8. Sitzung der Ständigen Deutsch-Polnischen Grenzkommission in Schwerin

Nr.100/2026  | 05.06.2026  | IM  | Ministerium für Inneres und Bau

Vom 1. bis 3. Juni 2026 kamen im Ministerium für Inneres und Bau Mecklenburg-Vorpommern Delegationen der Bundesrepublik Deutschland und der Republik Polen zur 8. Sitzung der Ständigen Deutsch-Polnischen Grenzkommission zusammen. Den Sitzungsvorsitz führte das Bundesministerium des Innern. In der deutschen Delegation sind neben dem Bund auch die Länder Mecklenburg-Vorpommern, Brandenburg und Sachsen vertreten.

„Die erfolgreiche Durchführung der 8. Sitzung der Deutsch-Polnischen Grenzkommission zeigt, wie eng und konstruktiv Deutschland und Polen bei grenzbezogenen Fragen zusammenarbeiten“, betonte Innenminister Christian Pegel. „Mit ihrer Arbeit leistet die Kommission einen wichtigen Beitrag zur Rechtssicherheit und zur Wahrung der territorialen Integrität beider Staaten. Zugleich ist sie Ausdruck der engen deutsch-polnischen Partnerschaft und eines guten nachbarschaftlichen Miteinanders entlang unserer gemeinsamen Grenze.“

Grundlage der Arbeit der Ständigen Deutsch-Polnischen Grenzkommission ist der Vertrag zwischen der Bundesrepublik Deutschland und der Republik Polen über die Vermarkung und Instandhaltung der gemeinsamen Grenze auf den Festlandabschnitten sowie den Gewässergrenzen und die Einsetzung einer Ständigen Deutsch-Polnischen Grenzkommission vom 16. September 2004. Hiernach hat die Ständige Deutsch-Polnische Grenzkommission den Auftrag, den Verlauf und den Vermarkungszustand der gemeinsamen Grenze regelmäßig zu überprüfen und zu dokumentieren. Die deutsch-polnische Grenze hat eine Länge von 469 Kilometern und wird durch insgesamt 923 Grenzzeichen markiert. Die Ständige Deutsch-Polnische Grenzkommission nahm 2011 ihre Arbeit auf.

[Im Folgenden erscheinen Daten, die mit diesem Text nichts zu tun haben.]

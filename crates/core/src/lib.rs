//! Marketplace core: listings, search, quota, leads and subscriptions.
//!
//! Services in [`services`] are constructed from the collaborator ports in
//! [`ports`]; this crate performs no I/O of its own.

pub mod cache;
pub mod error;
pub mod filter;
pub mod lead;
pub mod listing;
pub mod ports;
pub mod query;
pub mod roles;
pub mod services;
pub mod subscription;
pub mod tasks;
pub mod translator;
pub mod types;

#[cfg(any(test, feature = "testing"))]
pub mod testing;
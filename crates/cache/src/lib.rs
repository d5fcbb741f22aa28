//! In-process implementation of the cache port.
//!
//! [`MokaCacheStore`] keeps serialized values in a bounded `moka` cache where
//! every entry carries its own time-to-live, so the listing cache can choose
//! the TTL per write.

use std::sync::Arc;
use std::time::{Duration, Instant};

use async_trait::async_trait;
use estate_core::ports::{CacheStore, PortResult};
use moka::future::Cache;
use moka::Expiry;

/// Default capacity (number of entries).
pub const DEFAULT_MAX_ENTRIES: u64 = 10_000;

#[derive(Debug, Clone)]
struct Entry {
    value: Arc<str>,
    ttl: Duration,
}

/// Expires each entry after the TTL it was written with. Overwrites restart
/// the clock.
struct PerEntryTtl;

impl Expiry<String, Entry> for PerEntryTtl {
    fn expire_after_create(&self, _key: &String, value: &Entry, _created_at: Instant) -> Option<Duration> {
        Some(value.ttl)
    }

    fn expire_after_update(
        &self,
        _key: &String,
        value: &Entry,
        _updated_at: Instant,
        _duration_until_expiry: Option<Duration>,
    ) -> Option<Duration> {
        Some(value.ttl)
    }
}

/// Bounded key/value cache with per-entry TTL.
#[derive(Clone)]
pub struct MokaCacheStore {
    entries: Cache<String, Entry>,
}

impl MokaCacheStore {
    pub fn new(max_entries: u64) -> Self {
        let entries = Cache::builder()
            .max_capacity(max_entries)
            .expire_after(PerEntryTtl)
            .eviction_listener(|key, _value, cause| {
                tracing::trace!(key = %key, ?cause, "Cache entry evicted");
            })
            .build();
        Self { entries }
    }

    /// Approximate number of live entries.
    pub fn entry_count(&self) -> u64 {
        self.entries.entry_count()
    }
}

impl Default for MokaCacheStore {
    fn default() -> Self {
        Self::new(DEFAULT_MAX_ENTRIES)
    }
}

impl std::fmt::Debug for MokaCacheStore {
    fn fmt(&self, f: &mut std::fmt::Formatter<'_>) -> std::fmt::Result {
        f.debug_struct("MokaCacheStore")
            .field("entries", &self.entries.entry_count())
            .finish()
    }
}

#[async_trait]
impl CacheStore for MokaCacheStore {
    async fn get(&self, key: &str) -> PortResult<Option<String>> {
        Ok(self.entries.get(key).await.map(|e| e.value.to_string()))
    }

    async fn set(&self, key: &str, value: String, ttl: Duration) -> PortResult<()> {
        let entry = Entry {
            value: Arc::from(value),
            ttl,
        };
        self.entries.insert(key.to_string(), entry).await;
        Ok(())
    }

    async fn delete(&self, key: &str) -> PortResult<()> {
        self.entries.invalidate(key).await;
        Ok(())
    }

    async fn delete_prefix(&self, prefix: &str) -> PortResult<u64> {
        let doomed: Vec<Arc<String>> = self
            .entries
            .iter()
            .filter(|(key, _)| key.starts_with(prefix))
            .map(|(key, _)| key)
            .collect();

        let mut removed = 0;
        for key in doomed {
            if self.entries.remove(key.as_str()).await.is_some() {
                removed += 1;
            }
        }
        Ok(removed)
    }
}
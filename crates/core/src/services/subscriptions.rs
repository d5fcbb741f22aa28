use std::sync::Arc;

use chrono::Utc;

use crate::error::{CoreError, CoreResult};
use crate::ports::{BillingEvent, BillingGateway, SubscriptionStore};
use crate::subscription::{
    one_month_from, NewSubscription, Subscription, SubscriptionPlan, SubscriptionStatus,
};
use crate::types::DbId;

/// Input for subscribing a user to a plan.
#[derive(Debug, Clone)]
pub struct CreateSubscription {
    pub user_id: DbId,
    pub email: String,
    pub plan: SubscriptionPlan,
    pub payment_method_id: String,
}

/// Outcome of applying one billing webhook.
#[derive(Debug, Clone, PartialEq)]
pub enum Reconciliation {
    Applied(Subscription),
    /// No local subscription carries the event's billing id.
    Unmatched,
}

/// Local subscription state kept in step with the billing gateway.
#[derive(Clone)]
pub struct SubscriptionLifecycle {
    store: Arc<dyn SubscriptionStore>,
    billing: Arc<dyn BillingGateway>,
}

impl SubscriptionLifecycle {
    pub fn new(store: Arc<dyn SubscriptionStore>, billing: Arc<dyn BillingGateway>) -> Self {
        Self { store, billing }
    }

    /// Subscribe a user. Rejected while any subscription of theirs is active.
    pub async fn create(&self, input: &CreateSubscription) -> CoreResult<Subscription> {
        if self
            .store
            .find_active_for_user(input.user_id)
            .await?
            .is_some()
        {
            return Err(CoreError::Conflict {
                code: "SUBSCRIPTION_EXISTS",
                message: "User already has an active subscription".into(),
            });
        }

        let customer_id = self.resolve_customer(input).await?;
        let external = self
            .billing
            .create_subscription(&customer_id, input.plan)
            .await?;

        let subscription = self
            .store
            .insert(&NewSubscription {
                user_id: input.user_id,
                plan: input.plan,
                status: SubscriptionStatus::Active,
                listing_limit: input.plan.listing_limit(),
                external_subscription_id: Some(external.id),
                external_customer_id: Some(customer_id),
                expires_at: one_month_from(Utc::now()),
            })
            .await?;

        tracing::info!(
            subscription_id = %subscription.id,
            user_id = %subscription.user_id,
            plan = %subscription.plan,
            "Subscription created",
        );
        Ok(subscription)
    }

    /// Reuse the user's billing customer when it still exists upstream.
    async fn resolve_customer(&self, input: &CreateSubscription) -> CoreResult<String> {
        if let Some(existing) = self.store.find_customer_id(input.user_id).await? {
            if let Some(customer_id) = self.billing.retrieve_customer(&existing).await? {
                return Ok(customer_id);
            }
        }
        Ok(self
            .billing
            .create_customer(&input.email, &input.payment_method_id)
            .await?)
    }

    /// The user's current subscription (most recently created).
    pub async fn current(&self, user_id: DbId) -> CoreResult<Option<Subscription>> {
        Ok(self.store.latest_for_user(user_id).await?)
    }

    /// Cancel upstream, then mark the local record cancelled.
    pub async fn cancel(&self, id: DbId, user_id: DbId) -> CoreResult<Subscription> {
        let subscription = self
            .store
            .find_by_id(id)
            .await?
            .ok_or_else(|| CoreError::not_found("Subscription", id))?;
        if subscription.user_id != user_id {
            return Err(CoreError::AccessDenied(
                "You can only cancel your own subscription".into(),
            ));
        }
        if !subscription.is_active() {
            return Err(CoreError::Conflict {
                code: "SUBSCRIPTION_NOT_ACTIVE",
                message: "Subscription is not active".into(),
            });
        }

        if let Some(external_id) = &subscription.external_subscription_id {
            self.billing.cancel_subscription(external_id).await?;
        }

        let cancelled = self
            .store
            .update_status(id, SubscriptionStatus::Cancelled)
            .await?
            .ok_or_else(|| CoreError::not_found("Subscription", id))?;
        tracing::info!(subscription_id = %id, "Subscription cancelled");
        Ok(cancelled)
    }

    /// Apply a verified billing webhook to the matching local record.
    pub async fn reconcile(&self, event: &BillingEvent) -> CoreResult<Reconciliation> {
        let (status, expires_at) = match event {
            BillingEvent::SubscriptionUpdated { status, .. } => {
                (SubscriptionStatus::from_external(status), None)
            }
            BillingEvent::SubscriptionDeleted { .. } => (SubscriptionStatus::Cancelled, None),
            BillingEvent::InvoicePaid { .. } => (
                SubscriptionStatus::Active,
                Some(one_month_from(Utc::now())),
            ),
            BillingEvent::InvoicePaymentFailed { .. } => (SubscriptionStatus::Inactive, None),
        };

        let external_id = event.subscription_id();
        match self
            .store
            .update_by_external_id(external_id, status, expires_at)
            .await?
        {
            Some(subscription) => {
                tracing::info!(
                    event = event.kind(),
                    subscription_id = %subscription.id,
                    status = %subscription.status,
                    "Billing event reconciled",
                );
                Ok(Reconciliation::Applied(subscription))
            }
            None => {
                tracing::warn!(
                    event = event.kind(),
                    external_id,
                    "Billing event for unknown subscription ignored",
                );
                Ok(Reconciliation::Unmatched)
            }
        }
    }
}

Im Jahr 2025 konnte der erste Zyklus der gemeinsamen Grenzüberprüfung nach dem Grenzvertrag mit der Unterzeichnung eines modernen Grenzurkundenwerkes durch Vertreter beider Staaten erfolgreich abgeschlossen werden. Im Mittelpunkt der Beratungen in Schwerin stand nun die Vorbereitung und Einleitung des zweiten Überprüfungszyklus. Die Delegationen beider Staaten verständigten sich über die organisatorischen und fachlichen Grundlagen für die kommenden Arbeiten und bekräftigten die enge und vertrauensvolle Zusammenarbeit bei der Wahrnehmung der gemeinsamen Aufgaben.